À mesure que les années passaient, des impacts négatifs du tourisme se manifestèrent. Par exemple, selon l’UNICEF (United Nations International Children’s Emergency Fund) il y a un nombre croissant de touristes sur la côte kenyane qui ne s’intéresse qu’au tourisme sexuel. Selon cette étude faite en 2006, dont une partie a été publiée dans le journal national du Daily Nation, entre 10.000 et 15.000 garçons et filles se prostituent sur la côte kenyane (surtout à Mombasa, Mtwapa, Shanzu et Malindi)339. 46% de ces gamins et gamines ont été leurrés dans cette pratique illégale à l’âge de 12 ans ou 13 ans. 3.000 entre eux se prostituent à temps complet. Ce rapport fait ressortir que ce sont des Italiens, des Allemands et des Suisses qui sont les plus enclins envers la pédophilie. Néanmoins, ce n’est ni le but de cette thèse ni l’intention d’aller plus loin dans la description des impacts négatifs du tourisme. Ces impacts néfastes sont bien documentés par d’autres chercheurs tels que Holden340, Newsome et al 341, Duffy342, Kibicho343 entre autres.

Avec de tels impacts, on commença à évaluer le tourisme de masse soigneusement en étant conscient qu’il représentait des impacts négatifs sur l’environnement (naturel et humain). Néanmoins, Gunn, spécialiste dans l’aménagement touristique, pense que le caractère du tourisme de masse ne se trouve pas uniquement dans ses impacts négatifs. Ces dernières se manifestent parce que le développement touristique se fait sans un planning préalable et réfléchi344.

Pour mettre fin à ces problèmes environnementaux, on proposa un autre tourisme sous le nom générique du « tourisme alternatif » dans lequel ‘l’écotourisme’ apparu en Amérique du Nord dans les années 1980 en réaction au tourisme de masse identifié comme néfaste. Ce diagnostique était lié à une « illusion d’un tourisme sans effets » (encadré 7.4). Par contre le problème se posa : l’écotourisme, est-il un produit ou un principe ?

L’écotourisme constitue une forme du tourisme de nature conforme aux principes du tourisme durable. Mais ce dernier ne se limite pas à l’écotourisme. Bien que l’écotourisme soit connu comme étant une forme de tourisme durable, les recherches dans ce domaine font ressortir les points suivants : d’abord, le tourisme alternatif doit rester une option mais pas un substitut pour le tourisme de masse car ce dernier ne doit pas nécessairement être non durable. En effet, Weaver décrit la bifurcation entre l’écotourisme et le tourisme de masse en nommant ce modèle soit comme le tourisme de masse durable soit comme l’écotourisme de masse 345. Pour elle, la question de la durabilité n’est pas uniquement celle du contrôle du flux touristique.
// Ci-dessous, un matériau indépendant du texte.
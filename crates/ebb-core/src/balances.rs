//! Account balances
//!
//! Balance of an account = sum of all its transaction amounts. Closed
//! accounts and rows without an account name are left out.

use std::collections::HashMap;

use crate::models::{AccountBalance, Cell, Table, TransactionRecord};

/// Balances of open accounts, sorted by name with the leading `[` ignored
///
/// Bank prefixes like `[Santander] Savings` sort by their bank name.
pub fn account_balances(records: &[TransactionRecord]) -> Vec<AccountBalance> {
    let mut totals: HashMap<&str, f64> = HashMap::new();
    for record in records {
        let Some(name) = record.account_name.as_deref() else {
            continue;
        };
        if record.account_closed {
            continue;
        }
        *totals.entry(name).or_insert(0.0) += record.amount;
    }

    let mut balances: Vec<AccountBalance> = totals
        .into_iter()
        .map(|(name, balance)| AccountBalance {
            name: name.to_string(),
            balance,
        })
        .collect();
    balances.sort_by(|a, b| {
        sort_key(&a.name)
            .cmp(&sort_key(&b.name))
            .then_with(|| a.name.cmp(&b.name))
    });
    balances
}

/// Name with its first `[` removed
fn sort_key(name: &str) -> String {
    name.replacen('[', "", 1)
}

/// `[name, balance]` rows, no header
pub fn balances_table(balances: &[AccountBalance]) -> Table {
    balances
        .iter()
        .map(|b| vec![Cell::text(b.name.clone()), Cell::from(b.balance)])
        .collect()
}

#[cfg(test)]
mod tests {
    use super::*;
    use chrono::NaiveDate;

    fn tx(account: &str, closed: bool, amount: f64) -> TransactionRecord {
        let date = NaiveDate::from_ymd_opt(2024, 1, 1).unwrap();
        TransactionRecord::new(date, "Misc", "Other", amount, true).with_account(account, closed)
    }

    #[test]
    fn test_sums_per_account() {
        let records = vec![
            tx("Checking", false, 1000.0),
            tx("Checking", false, -250.0),
            tx("Savings", false, 500.0),
        ];
        let balances = account_balances(&records);
        assert_eq!(
            balances,
            vec![
                AccountBalance {
                    name: "Checking".into(),
                    balance: 750.0
                },
                AccountBalance {
                    name: "Savings".into(),
                    balance: 500.0
                },
            ]
        );
    }

    #[test]
    fn test_closed_and_unnamed_skipped() {
        let date = NaiveDate::from_ymd_opt(2024, 1, 1).unwrap();
        let records = vec![
            tx("Old Card", true, -40.0),
            TransactionRecord::new(date, "Misc", "Other", 99.0, true),
            tx("Checking", false, 10.0),
        ];
        let balances = account_balances(&records);
        assert_eq!(balances.len(), 1);
        assert_eq!(balances[0].name, "Checking");
    }

    #[test]
    fn test_sorting_ignores_brackets() {
        let records = vec![
            tx("[Santander] Savings", false, 1.0),
            tx("Cash", false, 1.0),
            tx("[Danske] Future", false, 1.0),
        ];
        let names: Vec<String> = account_balances(&records)
            .into_iter()
            .map(|b| b.name)
            .collect();
        assert_eq!(names, vec!["Cash", "[Danske] Future", "[Santander] Savings"]);
    }

    #[test]
    fn test_sorting_only_drops_first_bracket() {
        let records = vec![
            tx("[REV][EUR] Savings", false, 1.0),
            tx("REV] Savings", false, 1.0),
            tx("[REV] Savings", false, 1.0),
            tx("REV][EUR] Cash", false, 1.0),
        ];
        let names: Vec<String> = account_balances(&records)
            .into_iter()
            .map(|b| b.name)
            .collect();
        // "REV][EUR] Savings" and "REV][EUR] Cash" keep their inner bracket;
        // "[REV] Savings" ties with "REV] Savings" and falls back to the raw name
        assert_eq!(
            names,
            vec![
                "REV] Savings",
                "[REV] Savings",
                "REV][EUR] Cash",
                "[REV][EUR] Savings",
            ]
        );
    }

    #[test]
    fn test_balances_table() {
        let table = balances_table(&[AccountBalance {
            name: "Checking".into(),
            balance: 12.5,
        }]);
        assert_eq!(table, vec![vec![Cell::text("Checking"), Cell::Number(12.5)]]);
    }
}
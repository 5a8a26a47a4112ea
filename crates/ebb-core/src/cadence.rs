//! Cadence normalization for lump-sum payments
//!
//! A yearly insurance premium paid last month would dominate the recent
//! months of a category. Tagging the transaction's notes with
//! `#assume-cadence:12m` (or `#assumed-interval:1y`) spreads it out: while
//! the payment is younger than its cadence, only the share for the months
//! elapsed so far counts.

use std::sync::OnceLock;

use chrono::NaiveDate;
use regex::Regex;
use tracing::debug;

use crate::models::TransactionRecord;
use crate::months::months_between;

fn cadence_marker() -> &'static Regex {
    static MARKER: OnceLock<Regex> = OnceLock::new();
    MARKER.get_or_init(|| {
        Regex::new(r"#assumed?-(?:cadence|interval):(?P<amount>\d+)(?P<unit>[my])")
            .expect("valid regex")
    })
}

/// Cadence in months declared in a transaction note
pub fn cadence_months(notes: &str) -> Option<u32> {
    let caps = cadence_marker().captures(notes)?;
    let amount: u32 = caps["amount"].parse().ok()?;
    match &caps["unit"] {
        "y" => amount.checked_mul(12),
        _ => Some(amount),
    }
}

/// Normalize one transaction against `now`
pub fn normalize(record: &TransactionRecord, now: NaiveDate) -> TransactionRecord {
    let Some(cadence) = record.notes.as_deref().and_then(cadence_months) else {
        return record.clone();
    };
    if cadence == 0 {
        return record.clone();
    }

    let age = months_between(now, record.transaction_date).max(1);
    if age as u32 >= cadence {
        return record.clone();
    }

    let amount = record.amount / cadence as f64 * age as f64;
    debug!(
        "Normalized {} transaction on {} from {:.2} to {:.2} ({}-month cadence)",
        record.category, record.transaction_date, record.amount, amount, cadence
    );
    TransactionRecord {
        amount,
        ..record.clone()
    }
}

/// Normalize every transaction against `now`
pub fn normalize_all(records: &[TransactionRecord], now: NaiveDate) -> Vec<TransactionRecord> {
    records.iter().map(|r| normalize(r, now)).collect()
}

#[cfg(test)]
mod tests {
    use super::*;

    fn date(y: i32, m: u32, d: u32) -> NaiveDate {
        NaiveDate::from_ymd_opt(y, m, d).unwrap()
    }

    #[test]
    fn test_cadence_months() {
        assert_eq!(cadence_months("#assume-cadence:6m"), Some(6));
        assert_eq!(cadence_months("paid #assumed-interval:1y for car"), Some(12));
        assert_eq!(cadence_months("#assume-interval:3m"), Some(3));
        assert_eq!(cadence_months("#assumed-cadence:2y"), Some(24));
        assert_eq!(cadence_months("no marker"), None);
        assert_eq!(cadence_months("#assume-cadence:6w"), None);
    }

    #[test]
    fn test_oversized_cadence_ignored() {
        assert_eq!(cadence_months("#assume-cadence:400000000y"), None);
        assert_eq!(cadence_months("#assume-cadence:99999999999m"), None);

        let now = date(2024, 6, 15);
        let record = TransactionRecord::new(now, "Insurance", "Car", -1200.0, true)
            .with_notes("#assume-cadence:400000000y");
        assert_eq!(normalize(&record, now).amount, -1200.0);
    }

    #[test]
    fn test_young_lump_sum_is_spread() {
        let now = date(2024, 6, 15);
        let record = TransactionRecord::new(date(2024, 3, 1), "Insurance", "Car", -1200.0, true)
            .with_notes("#assume-cadence:12m");
        let normalized = normalize(&record, now);
        // 3 of 12 months elapsed
        assert_eq!(normalized.amount, -300.0);
        assert_eq!(normalized.category, "Insurance");
    }

    #[test]
    fn test_current_month_counts_as_one() {
        let now = date(2024, 6, 15);
        let record = TransactionRecord::new(date(2024, 6, 2), "Insurance", "Car", -1200.0, true)
            .with_notes("#assumed-interval:1y");
        assert_eq!(normalize(&record, now).amount, -100.0);
    }

    #[test]
    fn test_old_lump_sum_unchanged() {
        let now = date(2024, 6, 15);
        let record = TransactionRecord::new(date(2023, 6, 1), "Insurance", "Car", -1200.0, true)
            .with_notes("#assume-cadence:12m");
        assert_eq!(normalize(&record, now).amount, -1200.0);
    }

    #[test]
    fn test_untagged_unchanged() {
        let now = date(2024, 6, 15);
        let records = vec![
            TransactionRecord::new(date(2024, 6, 1), "Groceries", "Food", -80.0, true),
            TransactionRecord::new(date(2024, 6, 1), "Groceries", "Food", -20.0, true)
                .with_notes("weekly shop"),
        ];
        assert_eq!(normalize_all(&records, now), records);
    }
}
Deuxièmement, le développement touristique peut être gêné par le manque d’infrastructures adaptées plutôt que le tourisme en soi. Par exemple, Gunn démontre que la pollution de la mer à cause du manque d’un système d’assainissement dans un site touristique n’est pas une défaillance du tourisme, proprement dit. Celle-ci peut être généralement attribuée à l’absence des aménagements nécessaires dans la mise en place des projets touristiques346. Cela dit, la notion du tourisme durable est plus générique ou plus large que celle de l’écotourisme car ce premier doit viser l’ensemble des pratiques touristiques. Donc, le défi actuel pourrait être la façon dont le tourisme de masse peut devenir durable et ainsi comment les principes de l’écotourisme peuvent être généralisés dans les autres tourismes.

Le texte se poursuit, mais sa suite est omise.